High school sucks!
It started with hopes of new friendships and the excitement of what games we would be playing during recess today. My best friend was a boy named James and he would always show up a hour late because his mother would drive him to school when his brothers needed to be at school. During second grade I learned that I was really good at math/science and language arts and I was set on being a biochemist while other kids my age were set on being ballerinas and/or professional football players. I remember I was so excited when I got my addition and subtraction down, it was like I just solved world hunger but differently. I used to play soccer after school because I also wanted to be a famous soccer player, the goalie was my go to spot since I was always a oddly tall kid from day one. This meant I could block almost the whole tiny goal we used. The first thing that actually majorly impacted me was when I won my first school-wide art competition, in which my art piece was hung in the city hall building and I got to shake the hand of the mayor. In second grade I learned that I couldn't just stand by and wait for stuff to happen, I had to make it happen no matter the obstacles that were placed in my way.
This year was my go to year for soccer because this was the first year I was old enough to try out for the soccer team. I remember my father would have me practice my passing and goalie until my feet would be sore from kicking the ball over and over again. My dad always use to say that it was better to be sore than to be a loser.

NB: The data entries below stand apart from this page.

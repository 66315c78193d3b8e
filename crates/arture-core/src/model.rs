//! Scene object model for the Arture canvas.
//!
//! Objects keep their paints exactly as the editing tools wrote them: a solid
//! color is the raw CSS string, gradients and patterns are structured values.
//! Anything derived from paints (the document palette, shade ramps) is computed
//! elsewhere and never written back here.

use crate::id::ObjectId;
use serde::{Deserialize, Serialize};
use smallvec::SmallVec;

// ─── Geometry ────────────────────────────────────────────────────────────

/// A point in viewport pixel coordinates.
#[derive(Debug, Clone, Copy, PartialEq, Default, Serialize, Deserialize)]
pub struct Point {
    pub x: f32,
    pub y: f32,
}

impl Point {
    pub const fn new(x: f32, y: f32) -> Self {
        Self { x, y }
    }
}

/// Axis-aligned rectangle in viewport pixel coordinates.
#[derive(Debug, Clone, Copy, PartialEq, Default, Serialize, Deserialize)]
pub struct Rect {
    pub left: f32,
    pub top: f32,
    pub width: f32,
    pub height: f32,
}

impl Rect {
    pub const fn new(left: f32, top: f32, width: f32, height: f32) -> Self {
        Self {
            left,
            top,
            width,
            height,
        }
    }

    pub fn right(&self) -> f32 {
        self.left + self.width
    }

    pub fn bottom(&self) -> f32 {
        self.top + self.height
    }

    /// Inclusive containment: points on any edge count as inside.
    pub fn contains(&self, p: Point) -> bool {
        p.x >= self.left && p.x <= self.right() && p.y >= self.top && p.y <= self.bottom()
    }

    /// Shrink every side by `margin`. Never produces a negative size.
    pub fn inset(&self, margin: f32) -> Self {
        let dx = margin.min(self.width / 2.0);
        let dy = margin.min(self.height / 2.0);
        Self {
            left: self.left + dx,
            top: self.top + dy,
            width: self.width - dx * 2.0,
            height: self.height - dy * 2.0,
        }
    }

    /// Express `p` relative to this rectangle's top-left corner.
    pub fn to_local(&self, p: Point) -> Point {
        Point::new(p.x - self.left, p.y - self.top)
    }

    pub fn center(&self) -> Point {
        Point::new(self.left + self.width / 2.0, self.top + self.height / 2.0)
    }
}

// ─── Paint ───────────────────────────────────────────────────────────────

/// A gradient stop. `color` is a raw CSS color string.
#[derive(Debug, Clone, PartialEq, Serialize, Deserialize)]
pub struct GradientStop {
    pub offset: f32, // 0.0 .. 1.0
    pub color: String,
}

/// Fill or stroke paint.
#[derive(Debug, Clone, PartialEq, Serialize, Deserialize)]
#[serde(tag = "type", rename_all = "camelCase")]
pub enum Paint {
    /// Solid color, stored as the string the tool produced.
    Color { value: String },
    LinearGradient {
        angle: f32, // degrees
        stops: SmallVec<[GradientStop; 2]>,
    },
    RadialGradient {
        stops: SmallVec<[GradientStop; 2]>,
    },
    /// Image pattern fill.
    Pattern { source: String },
}

impl Paint {
    pub fn color(value: impl Into<String>) -> Self {
        Paint::Color {
            value: value.into(),
        }
    }

    /// The raw string when this is a plain color paint.
    pub fn as_color_str(&self) -> Option<&str> {
        match self {
            Paint::Color { value } => Some(value),
            _ => None,
        }
    }
}

// ─── Objects ─────────────────────────────────────────────────────────────

/// What an object on the canvas is.
#[derive(Debug, Clone, PartialEq, Serialize, Deserialize)]
#[serde(tag = "kind", rename_all = "camelCase")]
pub enum ObjectKind {
    /// Root of the scene. Never enumerated as a drawable object.
    Root,
    Rect {
        corner_radius: f32,
    },
    Ellipse,
    /// Freehand or pen path, as SVG path data.
    Path {
        data: String,
    },
    Text {
        content: String,
        font_family: String,
        font_size: f32,
    },
    Image {
        src: String,
    },
    /// Container; its children are objects in their own right.
    Group,
}

/// A drawable object on the canvas.
#[derive(Debug, Clone, PartialEq, Serialize, Deserialize)]
pub struct SceneObject {
    pub id: ObjectId,
    #[serde(flatten)]
    pub kind: ObjectKind,
    #[serde(default)]
    pub fill: Option<Paint>,
    #[serde(default)]
    pub stroke: Option<Paint>,
    #[serde(default)]
    pub stroke_width: f32,
    #[serde(default = "default_opacity")]
    pub opacity: f32,
    #[serde(default)]
    pub bounds: Rect,
}

fn default_opacity() -> f32 {
    1.0
}

impl SceneObject {
    pub fn new(id: ObjectId, kind: ObjectKind) -> Self {
        Self {
            id,
            kind,
            fill: None,
            stroke: None,
            stroke_width: 0.0,
            opacity: 1.0,
            bounds: Rect::default(),
        }
    }

    pub fn with_fill(mut self, paint: Paint) -> Self {
        self.fill = Some(paint);
        self
    }

    pub fn with_stroke(mut self, paint: Paint, width: f32) -> Self {
        self.stroke = Some(paint);
        self.stroke_width = width;
        self
    }

    pub fn with_bounds(mut self, bounds: Rect) -> Self {
        self.bounds = bounds;
        self
    }

    /// Plain color strings used by this object, fill first.
    pub fn color_strings(&self) -> impl Iterator<Item = &str> {
        [&self.fill, &self.stroke]
            .into_iter()
            .filter_map(|paint| paint.as_ref().and_then(Paint::as_color_str))
    }
}

#[cfg(test)]
mod tests {
    use super::*;

    #[test]
    fn rect_containment_is_inclusive() {
        let r = Rect::new(10.0, 20.0, 100.0, 50.0);
        assert!(r.contains(Point::new(10.0, 20.0)));
        assert!(r.contains(Point::new(110.0, 70.0)));
        assert!(r.contains(Point::new(60.0, 45.0)));
        assert!(!r.contains(Point::new(9.9, 45.0)));
        assert!(!r.contains(Point::new(60.0, 70.1)));
    }

    #[test]
    fn inset_shrinks_all_sides() {
        let r = Rect::new(0.0, 0.0, 100.0, 40.0).inset(4.0);
        assert_eq!(r, Rect::new(4.0, 4.0, 92.0, 32.0));

        let tiny = Rect::new(0.0, 0.0, 6.0, 6.0).inset(4.0);
        assert_eq!(tiny.width, 0.0);
        assert_eq!(tiny.center(), Point::new(3.0, 3.0));
    }

    #[test]
    fn local_coordinates() {
        let r = Rect::new(200.0, 80.0, 640.0, 480.0);
        assert_eq!(r.to_local(Point::new(250.0, 100.0)), Point::new(50.0, 20.0));
    }

    #[test]
    fn color_strings_skip_gradients() {
        let obj = SceneObject::new(ObjectId::intern("card"), ObjectKind::Rect { corner_radius: 8.0 })
            .with_fill(Paint::LinearGradient {
                angle: 90.0,
                stops: SmallVec::from_vec(vec![
                    GradientStop {
                        offset: 0.0,
                        color: "#fff".into(),
                    },
                    GradientStop {
                        offset: 1.0,
                        color: "#000".into(),
                    },
                ]),
            })
            .with_stroke(Paint::color("#222222"), 2.0);

        let colors: Vec<&str> = obj.color_strings().collect();
        assert_eq!(colors, vec!["#222222"]);
    }
}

This was my year, the year I made the team after not making it last year due to my ability of paying more attention to the ball and to not my surroundings. This was the year I started to get more involved into math more because I realized maybe I was more than what society told me I was going to be.
I was going to be more outgoing,
I was going to open up more,
How about no to the statements I made in my head the first day of my Fifth grade year. This year was my most anxious year so far and it was kind of like a game for my classmates. If they gave the right answer or statement then they would win a panic attack from me. This was the year that I quit soccer but this was the year I started pulling my hood up to shield myself from all the judgemental stares I got but I was never far enough away to not hear all the insults and all the criticism they were targeting me with. This was the year I stopped art because I would cry when they called me a show off, teachers pet, or the worst one, "You’re only good at art cause your not good at anything else."
This was the year my depression skyrocketed and I would stay in my room and listen to My Chemical Romance because I thought that if I could escape into a different world that their music made for me then I would eventually never leave there. I was never normal when I was younger because I chose to do math or art over playing hopscotch or foursquare. I let my emotions get the best of me over silly things like what I wore or even if I colored outside of the lines. This was the year I learned that my emotions were paper thin and everything hurt me.
This year is what my mom and society called my "emo" phase year but this was the year I wore all black and painted my nails dark shades while the other girls were painting their nails bubble gum pink or even sea foam blue. My thought this year was if I made myself look unapproachable then kids would leave me alone. This year was the year I also switched schools which meant starting over, but starting over meant having no one all over again.
I started opening up a little more this year but that changed when I changed schools halfway through this school year again. New schools meant no familiar faces and that meant I had no one all over again. This year was the year I started to get more depressed from moving schools so much so I took it out on myself mentally and physically. I had etched into my head that facing my anger towards myself was better than hurting anyone else.
"One suffering quietly is better than many suffering loudly."
This was the year I started to go to Burlington High School part time which meant larger classrooms and in the mental state I was in, meant a chance of panic attacks. It was also the year I met my best friend Toshiba and she was the only person I got close to other than my mom.
This was the year I joined DETOUR, the BHS arts and literary magazine, and the mathletes, but secretly because I was terrified that I would get bullied more like past experiences. I started up art again this year and made more friends than any other year before this year. I knew one thing, this year was going to be great for once.
Am I in a dream?
Why me, why do I get something like this?
This was my reaction my junior year of high school as I realized for once I had people for me and I wasn't going to lose it anytime soon. I loved my friends and everything that I had so far and after school I would practice my art at the park across from where I lived. I would draw whatever I saw or thought about. I felt at peace for once in my life because I had something that cared about me more than anything.
My Senior year!
The year that I was waiting for but this year wasn't as perfect as I would have hoped. I lost some friends and got bullied all over again. I started getting more and more depressed about my appearance and who I was. I tried to get help but no one understood what I was going through at that moment in time. Then I came to YouthBuild, where I met some amazing and annoying people.